Jeanette Fintz is an abstract painter, who resides and paints in Surprise, New York in the upper Hudson River Valley. She is also an arts writer and independent curator. The intermix of being a native New Yorker and now, happily, a resident of the lush Hudson River Valley is evident in her work, which combines an urban edginess with the lyrical influences of her natural surroundings.
Fintz was born in Brooklyn NY, educated at Queens College, The New York Studio School and Boston University. Her personal amalgam of NY School formalist principles, and love of natural light and color was initially forged during her summer at the Skowhegan School of Painting & Sculpture where she painted from the Maine landscape. Fintz lived and worked in the artist communities of Tribeca and Williamsburg, exhibiting regularly in NYC. She credits the importance of natural light for her decision to transplant home and studio to Surprise.
Fintz has filtered nature through her urban sensibility, stretching color motifs towards the heightened and intensified palette often found in the realms of design and fashion. Her pieces have a rhythmic impact stemming both from her enjoyment of jazz and polyrhythms of Brazilian and Indian origin, which she also sees displayed in the visual rhythms found in textiles and Islamic tile patterns. Fintz's involvement with these resources was enhanced by sabbatical travel to Spain’s Andalusia Region (2005 & 2009) to investigate patterning systems found in Moorish tiles and architecture, and to Turkey (2013), where she focused on the Iznik, Byzantine and Greco-Roman tiles and frescoes. Fintz also had immersed herself in textile patterns and Ikat designs during her yearlong sojourn in Malaysia, where she was founding faculty in a new Parsons School of Design affiliate in Kuala Lumpur (1996-97).

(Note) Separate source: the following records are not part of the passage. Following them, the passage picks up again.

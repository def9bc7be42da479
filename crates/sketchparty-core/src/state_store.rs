//! Small versioned shared-state store with typed change notifications.
//!
//! Replaces the room-wide string-keyed property bag the surrounding game
//! flow would otherwise use for cross-node signaling (turn index, round
//! flags). Anyone can read the latest value; local writes bump a
//! per-key version and yield an update payload for broadcast; stale remote
//! updates (version not newer than what is held) are ignored, so all nodes
//! converge on the highest-versioned value per key.

use serde::{Deserialize, Serialize};
use std::collections::HashMap;

/// Typed keys for the shared room state.
#[derive(Debug, Clone, Copy, PartialEq, Eq, Hash, Serialize, Deserialize)]
#[serde(rename_all = "snake_case")]
pub enum StateKey {
    /// Index into the turn order, advanced only by the leader.
    TurnIndex,
    /// Whether a confirmation is pending for the current turn.
    AwaitingConfirmation,
    /// Expected participant count for the running aggregation round.
    AggregationExpected,
    /// Whether a drawing round is in progress.
    RoundActive,
}

/// Value stored under a state key.
#[derive(Debug, Clone, PartialEq, Serialize, Deserialize)]
#[serde(tag = "kind", content = "value", rename_all = "snake_case")]
pub enum StateValue {
    Unsigned(u64),
    Bool(bool),
    Text(String),
}

/// A versioned update, broadcast to all peers.
#[derive(Debug, Clone, PartialEq, Serialize, Deserialize)]
pub struct StateUpdate {
    pub key: StateKey,
    pub version: u64,
    pub value: StateValue,
}

/// A change notification delivered to local subscribers.
#[derive(Debug, Clone, PartialEq)]
pub struct StateChange {
    pub key: StateKey,
    pub value: StateValue,
    pub version: u64,
    /// Whether the change came from a remote update rather than a local set.
    pub remote: bool,
}

#[derive(Debug, Clone)]
struct VersionedValue {
    version: u64,
    value: StateValue,
}

/// Per-node view of the shared room state.
#[derive(Debug, Default)]
pub struct SharedStateStore {
    entries: HashMap<StateKey, VersionedValue>,
    changes: Vec<StateChange>,
    outgoing: Vec<StateUpdate>,
}

impl SharedStateStore {
    pub fn new() -> Self {
        Self::default()
    }

    /// Latest value for a key, if any node has ever set it.
    pub fn get(&self, key: StateKey) -> Option<&StateValue> {
        self.entries.get(&key).map(|v| &v.value)
    }

    pub fn get_u64(&self, key: StateKey) -> Option<u64> {
        match self.get(key) {
            Some(StateValue::Unsigned(v)) => Some(*v),
            _ => None,
        }
    }

    pub fn get_bool(&self, key: StateKey) -> Option<bool> {
        match self.get(key) {
            Some(StateValue::Bool(v)) => Some(*v),
            _ => None,
        }
    }

    /// Set a value locally. Bumps the key's version, notifies subscribers,
    /// and queues the update for broadcast.
    pub fn set(&mut self, key: StateKey, value: StateValue) -> StateUpdate {
        let version = self.entries.get(&key).map_or(1, |v| v.version + 1);
        self.entries.insert(
            key,
            VersionedValue {
                version,
                value: value.clone(),
            },
        );
        let update = StateUpdate {
            key,
            version,
            value: value.clone(),
        };
        self.changes.push(StateChange {
            key,
            value,
            version,
            remote: false,
        });
        self.outgoing.push(update.clone());
        update
    }

    /// Apply an update received from a peer. Returns `false` when the
    /// update is stale (version not newer than the held one) and was
    /// ignored.
    pub fn apply_remote(&mut self, update: StateUpdate) -> bool {
        if let Some(held) = self.entries.get(&update.key) {
            if update.version <= held.version {
                return false;
            }
        }
        self.entries.insert(
            update.key,
            VersionedValue {
                version: update.version,
                value: update.value.clone(),
            },
        );
        self.changes.push(StateChange {
            key: update.key,
            value: update.value,
            version: update.version,
            remote: true,
        });
        true
    }

    /// Drain typed change notifications for local subscribers.
    pub fn take_changes(&mut self) -> Vec<StateChange> {
        std::mem::take(&mut self.changes)
    }

    /// Drain updates queued for broadcast.
    pub fn take_outgoing(&mut self) -> Vec<StateUpdate> {
        std::mem::take(&mut self.outgoing)
    }

    /// Forget everything (phase reset).
    pub fn clear(&mut self) {
        self.entries.clear();
        self.changes.clear();
        self.outgoing.clear();
    }
}
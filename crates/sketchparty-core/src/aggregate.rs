//! Leader-side aggregation of per-participant sessions.
//!
//! The leader collects exactly one session per participant (an empty
//! sentinel counts as a reply), freezes the collection into a canonical
//! ordered list once every expected participant has replied, and
//! broadcasts that list so all nodes replace their slot stores with the
//! same indexed set. Session contents are never merged; conflicts are
//! resolved by whole-session replacement.
//!
//! There is no timeout here: if a participant never replies, aggregation
//! stalls and the surrounding phase controller must drive an explicit
//! abort or retry.

use crate::command::DrawingSession;
use log::{debug, warn};

/// Outcome of accepting one submission.
#[derive(Debug, Clone, Copy, PartialEq, Eq)]
pub enum SubmissionOutcome {
    /// First reply from this author; the effective count grew.
    Accepted,
    /// A repeat reply from an author that already submitted. The stored
    /// session is replaced but the effective count does not change.
    Duplicate,
    /// The round is not running (never started, aborted, or frozen).
    NotCollecting,
}

/// Leader-only aggregation state for one round.
#[derive(Debug, Default)]
pub struct AggregationCoordinator {
    expected: usize,
    collecting: bool,
    /// Received sessions in first-arrival order, at most one per author id.
    received: Vec<DrawingSession>,
    /// Canonical list, present once the collection is complete and frozen.
    canonical: Option<Vec<DrawingSession>>,
}

impl AggregationCoordinator {
    pub fn new() -> Self {
        Self::default()
    }

    /// Start a collection round: set the expected participant count and
    /// clear everything from previous rounds.
    pub fn begin(&mut self, expected: usize) {
        debug!("aggregation round started, expecting {expected} submissions");
        self.expected = expected;
        self.collecting = expected > 0;
        self.received.clear();
        self.canonical = None;
        if expected == 0 {
            // Nothing to wait for; freeze the empty list immediately.
            self.canonical = Some(Vec::new());
        }
    }

    /// Accept one participant's reply. At-most-once per author id: repeats
    /// replace the stored session without growing the effective count.
    pub fn submit(&mut self, session: DrawingSession) -> SubmissionOutcome {
        if !self.collecting {
            warn!(
                "submission from {} ignored, no aggregation round in progress",
                session.author_id
            );
            return SubmissionOutcome::NotCollecting;
        }

        if let Some(existing) = self
            .received
            .iter_mut()
            .find(|s| s.author_id == session.author_id)
        {
            debug!("duplicate submission from {}", session.author_id);
            *existing = session;
            return SubmissionOutcome::Duplicate;
        }

        debug!(
            "submission from {} ({} commands), {}/{} received",
            session.author_id,
            session.len(),
            self.received.len() + 1,
            self.expected
        );
        self.received.push(session);

        if self.received.len() >= self.expected {
            self.freeze();
        }
        SubmissionOutcome::Accepted
    }

    /// Number of distinct authors that have replied.
    pub fn received_count(&self) -> usize {
        self.received.len()
    }

    pub fn expected(&self) -> usize {
        self.expected
    }

    /// Whether the collection reached the expected count and was frozen.
    pub fn is_complete(&self) -> bool {
        self.canonical.is_some()
    }

    /// Whether a round is running and still waiting for replies.
    pub fn is_collecting(&self) -> bool {
        self.collecting
    }

    /// The frozen canonical list, in the order submissions first arrived at
    /// the leader. Identical on every node because only this exact list is
    /// broadcast. `None` until the round completes.
    pub fn canonical(&self) -> Option<&[DrawingSession]> {
        self.canonical.as_deref()
    }

    /// Abandon the round, discarding everything received so far. Called by
    /// the surrounding phase controller when a stalled round times out.
    pub fn abort(&mut self) {
        if self.collecting || !self.received.is_empty() {
            debug!(
                "aggregation aborted with {}/{} submissions",
                self.received.len(),
                self.expected
            );
        }
        self.collecting = false;
        self.received.clear();
        self.canonical = None;
        self.expected = 0;
    }

    fn freeze(&mut self) {
        debug!("aggregation complete, freezing canonical list");
        self.collecting = false;
        self.canonical = Some(self.received.clone());
    }
}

The intuitive rhythmic order of Fintz's paintings prior to 2009 which featured repetitive lines, circles and ellipses clashing with fluid gestural streams of color have given way fully in the new work to a given crystalline geometric substructure that unifies all visual events. This work embraces and employs the Oneness found in sacred geometry as the underpinning for improvised pathways that give each work its uniqueness. Shapes that are found have a “role” to play, to riff off some of Fintz's series titles. The earlier pieces acknowledge through the unexpected visual event, the imperfection of the human condition while the newer geometries strive for the expression of spiritual wholeness and connection.